Eran los tiempos todavía presentes de Firpo y del gran Jack Dempsey. Época romántica, aún se bailaba el vals; las jovencitas que daban la vuelta del perro por la calle Rivadavia se cortaban la melena con gran escándalo de la familia y del pueblo. Tiempos de los cortes a la “garçon”; del charleston y en las pantallas de los cines hacían furor Douglas Fairbanks, Mary Pickford, Greta Garbo y Marlene Dietrich. Pero eran tiempos difíciles, de apretarse el cinturón.
Junín era un centro ferroviario importante y en sus talleres se desarrollaba intensa actividad. En el galpón de máquinas trabajaban hombres de toda laya: seudomatones, aspirantes a cafishios, malevos en potencia, ideólogos y filósofos, lectores de Schopenhauer, de Kant y de Marx.
Pocos años antes Junín fue el centro de una huelga que había logrado algún éxito como fue conseguir el primer escalafón obrero aprobado por el gobierno nacional y que correspondió al personal de foguistas y maquinistas.
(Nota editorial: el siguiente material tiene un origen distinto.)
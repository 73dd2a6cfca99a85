use async_trait::async_trait;
use chrono::{DateTime, Utc};
use dashmap::DashMap;
use pvm_phase::{AssetCounterPort, CompletionEmitter, CounterKind, JobId};
use pvm_core::EventBus;
use std::sync::Arc;
use tokio::task::JoinHandle;
use tracing::{info, warn};

/// What happens when a counter's watermark deadline elapses. `pvm-phase`'s
/// [`CompletionEmitter`] is the only production implementation — firing a
/// watermark just means "re-check this counter for terminal state, emit if
/// it is, CAS-protected same as any other trigger".
#[async_trait]
pub trait WatermarkSink: Send + Sync {
    async fn on_watermark_elapsed(&self, job_id: JobId, kind: CounterKind) -> anyhow::Result<()>;
}

#[async_trait]
impl<C: AssetCounterPort + 'static, B: EventBus + 'static> WatermarkSink for CompletionEmitter<C, B> {
    async fn on_watermark_elapsed(&self, job_id: JobId, kind: CounterKind) -> anyhow::Result<()> {
        let Some(state) = self.counters().current(job_id, kind).await? else {
            return Ok(());
        };
        self.try_emit(job_id, kind, state).await?;
        Ok(())
    }
}

/// Tracks one `tokio::time::sleep` task per outstanding `(job_id, kind)`
/// counter. Scheduling the same key twice is a no-op — `initialize` is
/// idempotent on the counter itself, and `schedule` mirrors that here so a
/// duplicate `products.images.ready.batch` delivery doesn't spawn a second
/// task racing the first.
pub struct WatermarkScheduler<C: AssetCounterPort, S: WatermarkSink> {
    counters: Arc<C>,
    sink: Arc<S>,
    tasks: DashMap<(JobId, CounterKind), JoinHandle<()>>,
}

impl<C: AssetCounterPort + 'static, S: WatermarkSink + 'static> WatermarkScheduler<C, S> {
    pub fn new(counters: Arc<C>, sink: Arc<S>) -> Self {
        Self { counters, sink, tasks: DashMap::new() }
    }

    /// Rebuilds timer tasks from persisted deadlines — call once on
    /// startup before any new events are admitted. Returns how many were
    /// rebuilt.
    pub async fn reconstruct(&self) -> anyhow::Result<usize> {
        let pending = self.counters.pending_deadlines().await?;
        let count = pending.len();
        for (job_id, kind, deadline) in pending {
            self.schedule(job_id, kind, deadline);
        }
        info!(count, "reconstructed watermark timers from persisted deadlines");
        Ok(count)
    }

    /// Schedules (or no-ops, if already scheduled) a timer that fires at
    /// `deadline`. A `deadline` already in the past fires on the next
    /// scheduler tick rather than being skipped, so a process that was
    /// down past a counter's deadline still nudges it once on restart.
    pub fn schedule(&self, job_id: JobId, kind: CounterKind, deadline: DateTime<Utc>) {
        let key = (job_id, kind);
        if let Some(existing) = self.tasks.get(&key) {
            if !existing.is_finished() {
                return;
            }
        }

        let sink = self.sink.clone();
        let sleep_duration = (deadline - Utc::now()).to_std().unwrap_or(std::time::Duration::ZERO);

        let handle = tokio::spawn(async move {
            tokio::time::sleep(sleep_duration).await;
            if let Err(err) = sink.on_watermark_elapsed(job_id, kind).await {
                warn!(%job_id, asset_type = kind.as_key(), error = %err, "watermark sink failed");
            }
        });

        self.tasks.insert(key, handle);
    }
}

#[cfg(test)]
mod tests {
    use super::*;
    use pvm_testing::{InMemoryAssetCounterStore, RecordingEventBus};
    use uuid::Uuid;

    #[tokio::test(start_paused = true)]
    async fn watermark_fires_and_emits_once_deadline_elapses() {
        let counters = Arc::new(InMemoryAssetCounterStore::new());
        let bus = Arc::new(RecordingEventBus::new());
        let emitter = Arc::new(CompletionEmitter::new(counters.clone(), bus.clone(), std::time::Duration::from_millis(50)));
        let scheduler = WatermarkScheduler::new(counters.clone(), emitter);

        let job_id = Uuid::new_v4();
        let kind = CounterKind::new(pvm_phase::Modality::Image, pvm_phase::domain::Stage::Embedding);
        counters
            .initialize(job_id, kind, 10, std::time::Duration::from_millis(50))
            .await
            .unwrap();
        counters.observe(job_id, kind, 7, 0).await.unwrap();

        scheduler.schedule(job_id, kind, Utc::now() + chrono::Duration::milliseconds(50));

        tokio::time::advance(std::time::Duration::from_millis(100)).await;
        tokio::task::yield_now().await;

        let state = counters.current(job_id, kind).await.unwrap().unwrap();
        assert!(state.completed_emitted);
        assert_eq!(bus.count_for_topic("image.embeddings.completed"), 1);

        let emitted = bus.published_to("image.embeddings.completed").remove(0);
        assert_eq!(emitted.payload["total_assets"], 10);
        assert_eq!(emitted.payload["processed_assets"], 7);
        assert_eq!(emitted.payload["has_partial_completion"], true);
    }

    #[tokio::test]
    async fn scheduling_the_same_key_twice_does_not_spawn_a_second_task() {
        let counters = Arc::new(InMemoryAssetCounterStore::new());
        let bus = Arc::new(RecordingEventBus::new());
        let emitter = Arc::new(CompletionEmitter::new(counters.clone(), bus.clone(), std::time::Duration::from_millis(50)));
        let scheduler = WatermarkScheduler::new(counters.clone(), emitter);

        let job_id = Uuid::new_v4();
        let kind = CounterKind::new(pvm_phase::Modality::Video, pvm_phase::domain::Stage::Keypoint);
        let deadline = Utc::now() + chrono::Duration::seconds(60);

        scheduler.schedule(job_id, kind, deadline);
        scheduler.schedule(job_id, kind, deadline);

        assert_eq!(scheduler.tasks.len(), 1);
    }
}
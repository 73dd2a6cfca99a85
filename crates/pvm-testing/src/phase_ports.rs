//! In-memory `pvm-phase` port implementations.

use async_trait::async_trait;
use dashmap::{DashMap, DashSet};
use pvm_phase::ports::AssetCounterState;
use pvm_phase::{AssetCounterPort, AssetFlags, CounterKind, EventLedgerPort, Job, JobRecordPort, Phase};
use std::sync::Mutex;
use std::time::Duration;
use uuid::Uuid;

#[derive(Default)]
pub struct InMemoryEventLedger {
    seen_ids: DashSet<Uuid>,
    names_by_job: DashMap<Uuid, Vec<String>>,
}

impl InMemoryEventLedger {
    pub fn new() -> Self {
        Self::default()
    }
}

#[async_trait]
impl EventLedgerPort for InMemoryEventLedger {
    async fn record(&self, event_id: Uuid, job_id: Uuid, event_name: &str) -> anyhow::Result<bool> {
        if !self.seen_ids.insert(event_id) {
            return Ok(false);
        }
        self.names_by_job.entry(job_id).or_default().push(event_name.to_string());
        Ok(true)
    }

    async fn has(&self, event_id: Uuid) -> anyhow::Result<bool> {
        Ok(self.seen_ids.contains(&event_id))
    }

    async fn event_names_for_job(&self, job_id: Uuid) -> anyhow::Result<Vec<String>> {
        Ok(self.names_by_job.get(&job_id).map(|v| v.clone()).unwrap_or_default())
    }
}

#[derive(Default)]
pub struct InMemoryAssetCounterStore {
    counters: DashMap<(Uuid, &'static str), AssetCounterState>,
}

impl InMemoryAssetCounterStore {
    pub fn new() -> Self {
        Self::default()
    }
}

#[async_trait]
impl AssetCounterPort for InMemoryAssetCounterStore {
    async fn initialize(
        &self,
        job_id: Uuid,
        kind: CounterKind,
        expected: i64,
        watermark_ttl: Duration,
    ) -> anyhow::Result<AssetCounterState> {
        let deadline = chrono::Utc::now() + chrono::Duration::from_std(watermark_ttl)?;
        let state = self
            .counters
            .entry((job_id, kind.as_key()))
            .or_insert(AssetCounterState {
                expected,
                processed: 0,
                failed: 0,
                watermark_deadline: Some(deadline),
                completed_emitted: false,
            });
        Ok(*state)
    }

    async fn observe(
        &self,
        job_id: Uuid,
        kind: CounterKind,
        delta_processed: i64,
        delta_failed: i64,
    ) -> anyhow::Result<AssetCounterState> {
        let mut entry = self
            .counters
            .entry((job_id, kind.as_key()))
            .or_insert(AssetCounterState {
                expected: 0,
                processed: 0,
                failed: 0,
                watermark_deadline: None,
                completed_emitted: false,
            });
        entry.processed += delta_processed;
        entry.failed += delta_failed;
        Ok(*entry)
    }

    async fn current(&self, job_id: Uuid, kind: CounterKind) -> anyhow::Result<Option<AssetCounterState>> {
        Ok(self.counters.get(&(job_id, kind.as_key())).map(|v| *v))
    }

    async fn set_completed(&self, job_id: Uuid, kind: CounterKind) -> anyhow::Result<bool> {
        let Some(mut entry) = self.counters.get_mut(&(job_id, kind.as_key())) else {
            return Ok(false);
        };
        if entry.completed_emitted {
            return Ok(false);
        }
        entry.completed_emitted = true;
        Ok(true)
    }

    async fn pending_deadlines(&self) -> anyhow::Result<Vec<(Uuid, CounterKind, chrono::DateTime<chrono::Utc>)>> {
        Ok(self
            .counters
            .iter()
            .filter(|entry| !entry.value().completed_emitted)
            .filter_map(|entry| {
                let (job_id, key) = *entry.key();
                entry.value().watermark_deadline.map(|deadline| (job_id, CounterKind::from_key(key).unwrap(), deadline))
            })
            .collect())
    }
}

#[derive(Default)]
pub struct InMemoryJobRecordStore {
    jobs: Mutex<std::collections::HashMap<Uuid, Job>>,
}

impl InMemoryJobRecordStore {
    pub fn new() -> Self {
        Self::default()
    }
}

#[async_trait]
impl JobRecordPort for InMemoryJobRecordStore {
    async fn get(&self, job_id: Uuid) -> anyhow::Result<Option<Job>> {
        Ok(self.jobs.lock().unwrap().get(&job_id).cloned())
    }

    async fn create(&self, job_id: Uuid, industry: &str, asset_flags: AssetFlags) -> anyhow::Result<Job> {
        let job = Job::new(job_id, industry, asset_flags);
        self.jobs.lock().unwrap().insert(job_id, job.clone());
        Ok(job)
    }

    async fn update_phase(&self, job_id: Uuid, expected_old: Phase, new: Phase) -> anyhow::Result<bool> {
        let mut jobs = self.jobs.lock().unwrap();
        let Some(job) = jobs.get_mut(&job_id) else {
            return Ok(false);
        };
        if job.phase != expected_old {
            return Ok(false);
        }
        job.phase = new;
        job.updated_at = chrono::Utc::now();
        Ok(true)
    }
}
Al llegar a Junín con su familia desde Los Toldos, doña Juana estaba sumándose imperceptiblemente al camino que iban realizando grupos humanos en su marcha a los centros urbanos, esos éxodos por etapas que hacía el hombre argentino hasta llegar a la metrópoli. Allí, en Junín, las mujeres y los jóvenes podían leer el Mundo Argentino y recrearse con las notas mundanas de fiestas y agasajos cuyos protagonistas tenían los apellidos de los grandes terratenientes y ganaderos de la zona. La vida pormenorizada de los astros y estrellas del cine, del teatro nacional y de la incipiente radio, podían leerse en Sintonía, Caras y Caretas y El Hogar.
Carlos Aloé, que trabajó en los talleres ferroviarios de Junín en los años de la niñez de Eva Duarte, dice que las agitaciones gremiales eran por esa época intensas. Admite que tenía por compañeros a muchos anarcosindicalistas, radicales, y en menor grado socialistas. Pero las luchas gremiales se circunscribían –dice– dentro del ambiente ferroviario al reconocimiento de la organización gremial.
En esa época sólo estaba reconocida La Fraternidad, sociedad de maquinistas y foguistas exclusivamente, donde los aspirantes y enganchados no tenían cabida. Más tarde la Unión Ferroviaria obtiene personería gremial. El mismo Aloé admite que “eran tiempos de necesidad y al cinturón había que ajustarlo cada día más. Yo ganaba 88,40 pesos por mes. Con ello tenía que pagarme la pensión y... fumar; otra cosa era imposible. Me salvaba la situación algún peso que de vez en cuando me hacía llegar mi santa madre, amén de la ropa”.
Eva era una niña retraída y muy tímida y no cabe duda que la circunstancia del enfrentamiento a tan pequeña edad con la muerte del padre y con la familia legítima que la humillara junto a su madre y hermanos fue un hecho decisivo en su vida, por los sentimientos que de golpe se le presentaron.
“Desde que yo me acuerdo –dice y éste es su primer recuerdo– cada injusticia me hace doler el alma como si me clavasen algo en ella. De cada edad guardo el recuerdo de alguna injusticia que me sublevó desgarrándome íntimamente”.
Muchos años después Eva Duarte siendo ya Eva Perón explica su vida y para ello tiene que ir a buscar en sus primeros años los primeros sentimientos que hacen razonable o, por lo menos, explicable, su transformación en una revolucionaria. “He hallado en mi corazón un sentimiento fundamental que domina desde allí, en forma total, mi espíritu y mi vida: ese sentimiento es mi indignación frente a la injusticia”.